Which book would you recommend others to read and why?

‘Who Moved My Cheese?’ A book by Spencer Johnson. Early in my HR career, I was faced with a task to support the directors with a large redundancy process. It was a daunting prospect, especially as changes did not sit comfortably with me, and I found it hard to deal with. My MD gave me a copy of this book to read – it was very simple but impactful and it switched my attitude and approach to change.

What one piece of advice would you give your 21-year-old self?

Life is an adventure, if something doesn’t work for you, don’t be afraid to try something different. Do what makes you happy.

Who or what has had the single biggest influence on your working life?

My dad, he was my superhero – there was nothing he could not do, he encouraged me to have a go at anything and everything. Whilst I wanted the pretty dresses and the dance classes, I also wanted to know how to fix stuff, and he would patiently show me how to use power tools, build things, and decorate etc. No matter what it was, if I wanted to have a go, he would show me how. I keep that attitude with me every day.

Tell us something about you that would surprise people.

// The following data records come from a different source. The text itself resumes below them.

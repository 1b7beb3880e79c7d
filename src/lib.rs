//! `entity-filter` evaluates declarative filter trees against in-memory records.
//!
//! A filter is a [`query::FilterGroup`]: a logical operator (`And`/`Or`), a list of
//! [`query::Condition`]s and nested groups. Conditions name a field, a
//! [`query::ConditionOperator`] and operand values. Filters are compiled once against a
//! [`types::Schema`] into a [`transform::Predicate`], which is then applied record by record.
//!
//! The primary entrypoint is [`processing::filter_by`], which filters statically typed
//! [`types::Entity`] values and returns the matches in their original order.
//!
//! ## Semantics at a glance
//!
//! - An empty root group (no conditions, no nested groups) returns the input unchanged.
//! - `Null` values and empty strings are both treated as null. Every positive test
//!   (`Equal`, `GreaterThan`, `Like`, `In`, ...) is false on a null field; negated operators are
//!   the exact complement of their positive form.
//! - Text comparisons use the field's [`types::Collation`] (ordinal unless configured).
//! - Unknown fields, unsupported operators, wrong operand counts and operands that cannot be
//!   coerced to the field type are reported as [`FilterError`]s before any record is read.
//!
//! ## Quick example: filter entities
//!
//! ```rust
//! use std::sync::LazyLock;
//!
//! use entity_filter::processing::filter_by;
//! use entity_filter::query::{ConditionOperator, FilterGroup, LogicalOperator};
//! use entity_filter::types::{DataType, Entity, Field, Record, Schema, ValueRef};
//!
//! #[derive(Debug, Clone)]
//! struct Account {
//!     name: String,
//!     telephone: Option<String>,
//! }
//!
//! static ACCOUNT: LazyLock<Schema> = LazyLock::new(|| {
//!     Schema::new(vec![
//!         Field::new("name", DataType::Utf8),
//!         Field::new("telephone1", DataType::Utf8),
//!     ])
//! });
//!
//! impl Record for Account {
//!     fn value_at(&self, index: usize) -> ValueRef<'_> {
//!         match index {
//!             0 => self.name.as_str().into(),
//!             1 => self.telephone.as_deref().into(),
//!             _ => ValueRef::Null,
//!         }
//!     }
//! }
//!
//! impl Entity for Account {
//!     fn schema() -> &'static Schema {
//!         &ACCOUNT
//!     }
//! }
//!
//! let accounts = vec![
//!     Account { name: "Fabrikam LLC".into(), telephone: Some("555-0100".into()) },
//!     Account { name: "Contoso Ltd".into(), telephone: None },
//!     Account { name: "Northwind LLC".into(), telephone: None },
//! ];
//!
//! let filter = FilterGroup::new(LogicalOperator::And)
//!     .with_condition("name", ConditionOperator::EndsWith, ["LLC"])
//!     .with_filter(
//!         FilterGroup::new(LogicalOperator::Or)
//!             .with_condition("telephone1", ConditionOperator::Like, ["555-%"]),
//!     );
//!
//! let matched = filter_by(&accounts, &filter)?;
//! assert_eq!(matched.len(), 1);
//! assert_eq!(matched[0].name, "Fabrikam LLC");
//! # Ok::<(), entity_filter::FilterError>(())
//! ```
//!
//! ## Modules
//!
//! - [`query`]: the filter tree model
//! - [`transform`]: filter tree to predicate compilation
//! - [`processing`]: sequential filtering of entities, rows and datasets
//! - [`execution`]: parallel filtering with metrics and observer hooks
//! - [`types`]: schema, values and the record abstraction
//! - [`error`]: error types used across compilation and execution

pub mod error;
pub mod execution;
pub mod processing;
pub mod query;
pub mod transform;
pub mod types;

pub use error::{FilterError, FilterResult};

I am a trained chef. My dream at school was to be the next famous culinary icon, and while my parents did not want me to take this career path, they never stood in my way. I attended college, got my qualifications, and then at 18 entered the world of work full time.

Unsurprisingly, in order to work as a chef, it required evening and weekend shifts – when all my friends were out enjoying themselves. Over time, this is what catalysed my career change – which did not surprise my parents. But looking on the bright side, there were many life skills learnt, and I can feed myself and family!

How will the COVID crisis change work for the better?

I am not sure if the Covid crisis will change work for the better or worse, but one thing for sure is that it has altered it for many.

I believe that businesses are still searching to find the best way to make the workplace work for everyone. I am fearful of the isolation that home/hybrid models might bring to some, but on the flip of that, having the flexibility to work from home some of the time means that parents might not have to sacrifice some of the things that I had to when my family were younger.

What does success look like to you?

Success can come in many different guises – a nice car, holiday, job title, or status. But honestly, success for me is contentment, knowing I have done the best I can and that I have been rewarded fairly, so that I can support my family.